It was (and is) not good for God to be alone.
We often mention that Adam and Eve in the garden are a pattern of Christ and the Bride/church. But before there was Christ and the Church, there was the Father and “Israel”, also patterned by Adam and Eve.
So when God revealed that it was not good for Adam to be alone, but that he needed a companion, surely it was a patterned or figurative way of saying, ‘It is not good for Me to be alone. l must have a companion.’
And all of God’s work from that day to this, especially involving His Son, has been for that express purpose: creating a “companion” (actually, a multitude of companions) for His eternal fellowship. That is what the “new creation” is all about.
Look at it another way:
- If our own observations and experience shows us how unsatisfactory life can be if lived entirely alone, with no regard for or fellowship with others, and how much we need companionship, personal and spiritual and sympathetic and loving; and
- If we are made in the image and likeness of God,
then, reasoning backward, it is not good that God Himself be alone either.

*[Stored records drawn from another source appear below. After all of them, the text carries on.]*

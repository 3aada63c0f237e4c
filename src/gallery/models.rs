use serde::{Deserialize, Serialize};
use sqlx::FromRow;

use crate::common::default_true;

#[derive(Debug, Clone, Serialize, Deserialize, FromRow)]
pub struct Album {
    pub id: String,
    pub title: String,
    pub description: Option<String>,
    pub cover_image_url: Option<String>,
    /// YYYY-MM-DD of the event the photos were taken at
    pub event_date: Option<String>,
    pub is_active: bool,
    pub display_order: i64,
    pub created_at: String,
    pub updated_at: String,
}

#[derive(Debug, Clone, Serialize, Deserialize, FromRow)]
pub struct GalleryImage {
    pub id: String,
    pub album_id: String,
    pub url: String,
    pub filename: String,
    pub caption: Option<String>,
    pub width: i64,
    pub height: i64,
    pub file_size: i64,
    pub display_order: i64,
    pub created_at: String,
}

/// Album with its images in display order
#[derive(Debug, Clone, Serialize, Deserialize)]
pub struct AlbumDetail {
    #[serde(flatten)]
    pub album: Album,
    pub images: Vec<GalleryImage>,
}

#[derive(Debug, Clone, Deserialize)]
pub struct CreateAlbumRequest {
    pub title: String,
    pub description: Option<String>,
    pub cover_image_url: Option<String>,
    pub event_date: Option<String>,
    #[serde(default = "default_true")]
    pub is_active: bool,
    #[serde(default)]
    pub display_order: i64,
}

#[derive(Debug, Clone, Default, Deserialize)]
pub struct UpdateAlbumRequest {
    pub title: Option<String>,
    pub description: Option<String>,
    pub cover_image_url: Option<String>,
    pub event_date: Option<String>,
    pub is_active: Option<bool>,
    pub display_order: Option<i64>,
}

#[derive(Debug, Clone, Default, Deserialize)]
pub struct UpdateImageRequest {
    pub caption: Option<String>,
    pub display_order: Option<i64>,
}

/// Files the caller should remove once the rows are gone
#[derive(Debug, Clone, Default)]
pub struct DeletedAlbum {
    pub album_id: String,
    pub filenames: Vec<String>,
}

I remember some years ago a young sister asking in a Bible class: ‘Why does God love me?’ The question passed with perfunctory discussion, and I at first dismissed it from my mind as of no great consequence. But then the question came back to me later, and it suddenly seemed to be of enormous import: ‘Why does God love me?’ Not just the fact of His love, that we might take for granted in some theoretical way, but the rationale behind it. I finally came to the conclusion that God loves me because He needs someone to love, and He needs someone to love Him, and that somehow even the Omnipotence of the Universe would be incomplete without the love, freely given, of His creation.
Why weren’t (aren’t) the angels enough? Is it because their devotion is almost preprogrammed, whereas our devotion, our love, arises out of our own wills, freely given? This freely-given love is what God is looking for. This is why He had to create beings like Adam and Eve, who had the potential to choose, and hence the potential to disappoint Him greatly. It was an enormous risk, but it had a far greater upside: though they might disappoint, they could also bring Him the greatest joy, for they had the potential — what a potential it was and is! — to please Him.
Now there’s a thought: that our disregard for the Father can truly hurt Him. What a responsibility to consider.